# [ASSIGNMENT]
Give the records again in full, exactly as they are.

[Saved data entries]
::::::

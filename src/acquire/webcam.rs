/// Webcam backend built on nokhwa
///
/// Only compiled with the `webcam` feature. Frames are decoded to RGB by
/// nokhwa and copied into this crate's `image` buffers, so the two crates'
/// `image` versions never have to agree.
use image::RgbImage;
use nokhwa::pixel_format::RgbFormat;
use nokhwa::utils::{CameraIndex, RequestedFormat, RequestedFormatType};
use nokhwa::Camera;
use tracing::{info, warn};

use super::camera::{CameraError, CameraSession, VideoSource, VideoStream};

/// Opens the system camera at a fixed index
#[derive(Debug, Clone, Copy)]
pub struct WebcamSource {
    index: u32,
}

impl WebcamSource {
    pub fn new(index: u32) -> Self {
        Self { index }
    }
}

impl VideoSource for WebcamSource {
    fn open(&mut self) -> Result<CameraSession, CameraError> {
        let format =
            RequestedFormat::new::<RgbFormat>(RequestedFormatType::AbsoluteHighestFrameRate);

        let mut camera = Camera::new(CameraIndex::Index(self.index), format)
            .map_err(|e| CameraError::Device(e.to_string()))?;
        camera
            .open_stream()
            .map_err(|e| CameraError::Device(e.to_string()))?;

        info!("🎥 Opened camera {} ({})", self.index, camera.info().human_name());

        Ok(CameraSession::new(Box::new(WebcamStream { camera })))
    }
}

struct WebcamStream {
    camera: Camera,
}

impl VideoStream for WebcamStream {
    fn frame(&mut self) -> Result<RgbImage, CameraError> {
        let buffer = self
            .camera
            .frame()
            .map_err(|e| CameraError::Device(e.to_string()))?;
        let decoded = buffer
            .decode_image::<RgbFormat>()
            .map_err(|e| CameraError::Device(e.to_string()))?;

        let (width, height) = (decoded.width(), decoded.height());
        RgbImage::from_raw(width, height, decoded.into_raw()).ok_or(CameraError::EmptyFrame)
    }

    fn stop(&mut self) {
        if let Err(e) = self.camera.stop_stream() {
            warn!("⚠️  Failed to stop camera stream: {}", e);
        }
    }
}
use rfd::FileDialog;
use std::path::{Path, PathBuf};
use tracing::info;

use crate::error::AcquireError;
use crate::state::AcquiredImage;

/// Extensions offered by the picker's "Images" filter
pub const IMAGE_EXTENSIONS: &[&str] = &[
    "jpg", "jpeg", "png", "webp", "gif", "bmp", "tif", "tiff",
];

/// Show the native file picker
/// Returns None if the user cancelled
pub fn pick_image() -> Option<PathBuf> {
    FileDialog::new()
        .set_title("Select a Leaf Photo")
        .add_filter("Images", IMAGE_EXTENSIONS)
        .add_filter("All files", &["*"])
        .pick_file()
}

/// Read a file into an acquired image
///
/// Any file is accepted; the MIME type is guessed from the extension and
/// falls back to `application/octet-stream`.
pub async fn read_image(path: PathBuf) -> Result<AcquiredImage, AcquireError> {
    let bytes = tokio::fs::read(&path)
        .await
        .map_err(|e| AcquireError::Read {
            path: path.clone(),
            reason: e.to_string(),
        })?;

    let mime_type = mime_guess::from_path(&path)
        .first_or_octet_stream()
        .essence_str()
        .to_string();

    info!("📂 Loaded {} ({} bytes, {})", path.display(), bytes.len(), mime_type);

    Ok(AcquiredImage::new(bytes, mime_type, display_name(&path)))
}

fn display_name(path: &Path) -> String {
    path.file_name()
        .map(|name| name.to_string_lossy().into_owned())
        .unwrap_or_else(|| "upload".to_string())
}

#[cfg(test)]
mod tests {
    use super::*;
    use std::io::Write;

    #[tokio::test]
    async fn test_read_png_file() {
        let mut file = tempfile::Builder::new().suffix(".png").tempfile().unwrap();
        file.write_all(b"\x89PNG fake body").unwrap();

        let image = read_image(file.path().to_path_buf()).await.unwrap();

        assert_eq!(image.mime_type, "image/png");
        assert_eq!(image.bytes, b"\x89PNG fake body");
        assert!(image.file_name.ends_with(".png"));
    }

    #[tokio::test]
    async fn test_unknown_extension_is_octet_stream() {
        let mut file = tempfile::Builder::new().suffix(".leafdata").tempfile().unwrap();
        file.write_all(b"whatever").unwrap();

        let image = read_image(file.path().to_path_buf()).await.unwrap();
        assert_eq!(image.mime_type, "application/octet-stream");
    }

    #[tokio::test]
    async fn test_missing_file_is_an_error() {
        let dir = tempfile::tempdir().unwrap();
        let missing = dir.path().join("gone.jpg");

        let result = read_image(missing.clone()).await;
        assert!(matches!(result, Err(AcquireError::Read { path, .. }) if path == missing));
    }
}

::::::

# [SOLUTION]
filename src/acquire/webcam.rs
/// Webcam backend built on nokhwa
///
/// Only compiled with the `webcam` feature. Frames are decoded to RGB by
/// nokhwa and copied into this crate's `image` buffers, so the two crates'
/// `image` versions never have to agree.
use image::RgbImage;
use nokhwa::pixel_format::RgbFormat;
use nokhwa::utils::{CameraIndex, RequestedFormat, RequestedFormatType};
use nokhwa::Camera;
use tracing::{info, warn};

use super::camera::{CameraError, CameraSession, VideoSource, VideoStream};

/// Opens the system camera at a fixed index
#[derive(Debug, Clone, Copy)]
pub struct WebcamSource {
    index: u32,
}

impl WebcamSource {
    pub fn new(index: u32) -> Self {
        Self { index }
    }
}

impl VideoSource for WebcamSource {
    fn open(&mut self) -> Result<CameraSession, CameraError> {
        let format =
            RequestedFormat::new::<RgbFormat>(RequestedFormatType::AbsoluteHighestFrameRate);

        let mut camera = Camera::new(CameraIndex::Index(self.index), format)
            .map_err(|e| CameraError::Device(e.to_string()))?;
        camera
            .open_stream()
            .map_err(|e| CameraError::Device(e.to_string()))?;

        info!("🎥 Opened camera {} ({})", self.index, camera.info().human_name());

        Ok(CameraSession::new(Box::new(WebcamStream { camera })))
    }
}

struct WebcamStream {
    camera: Camera,
}

impl VideoStream for WebcamStream {
    fn frame(&mut self) -> Result<RgbImage, CameraError> {
        let buffer = self
            .camera
            .frame()
            .map_err(|e| CameraError::Device(e.to_string()))?;
        let decoded = buffer
            .decode_image::<RgbFormat>()
            .map_err(|e| CameraError::Device(e.to_string()))?;

        let (width, height) = (decoded.width(), decoded.height());
        RgbImage::from_raw(width, height, decoded.into_raw()).ok_or(CameraError::EmptyFrame)
    }

    fn stop(&mut self) {
        if let Err(e) = self.camera.stop_stream() {
            warn!("⚠️  Failed to stop camera stream: {}", e);
        }
    }
}
use rfd::FileDialog;
use std::path::{Path, PathBuf};
use tracing::info;

use crate::error::AcquireError;
use crate::state::AcquiredImage;

/// Extensions offered by the picker's "Images" filter
pub const IMAGE_EXTENSIONS: &[&str] = &[
    "jpg", "jpeg", "png", "webp", "gif", "bmp", "tif", "tiff",
];

/// Show the native file picker
/// Returns None if the user cancelled
pub fn pick_image() -> Option<PathBuf> {
    FileDialog::new()
        .set_title("Select a Leaf Photo")
        .add_filter("Images", IMAGE_EXTENSIONS)
        .add_filter("All files", &["*"])
        .pick_file()
}

/// Read a file into an acquired image
///
/// Any file is accepted; the MIME type is guessed from the extension and
/// falls back to `application/octet-stream`.
pub async fn read_image(path: PathBuf) -> Result<AcquiredImage, AcquireError> {
    let bytes = tokio::fs::read(&path)
        .await
        .map_err(|e| AcquireError::Read {
            path: path.clone(),
            reason: e.to_string(),
        })?;

    let mime_type = mime_guess::from_path(&path)
        .first_or_octet_stream()
        .essence_str()
        .to_string();

    info!("📂 Loaded {} ({} bytes, {})", path.display(), bytes.len(), mime_type);

    Ok(AcquiredImage::new(bytes, mime_type, display_name(&path)))
}

fn display_name(path: &Path) -> String {
    path.file_name()
        .map(|name| name.to_string_lossy().into_owned())
        .unwrap_or_else(|| "upload".to_string())
}

#[cfg(test)]
mod tests {
    use super::*;
    use std::io::Write;

    #[tokio::test]
    async fn test_read_png_file() {
        let mut file = tempfile::Builder::new().suffix(".png").tempfile().unwrap();
        file.write_all(b"\x89PNG fake body").unwrap();

        let image = read_image(file.path().to_path_buf()).await.unwrap();

        assert_eq!(image.mime_type, "image/png");
        assert_eq!(image.bytes, b"\x89PNG fake body");
        assert!(image.file_name.ends_with(".png"));
    }

    #[tokio::test]
    async fn test_unknown_extension_is_octet_stream() {
        let mut file = tempfile::Builder::new().suffix(".leafdata").tempfile().unwrap();
        file.write_all(b"whatever").unwrap();

        let image = read_image(file.path().to_path_buf()).await.unwrap();
        assert_eq!(image.mime_type, "application/octet-stream");
    }

    #[tokio::test]
    async fn test_missing_file_is_an_error() {
        let dir = tempfile::tempdir().unwrap();
        let missing = dir.path().join("gone.jpg");

        let result = read_image(missing.clone()).await;
        assert!(matches!(result, Err(AcquireError::Read { path, .. }) if path == missing));
    }
}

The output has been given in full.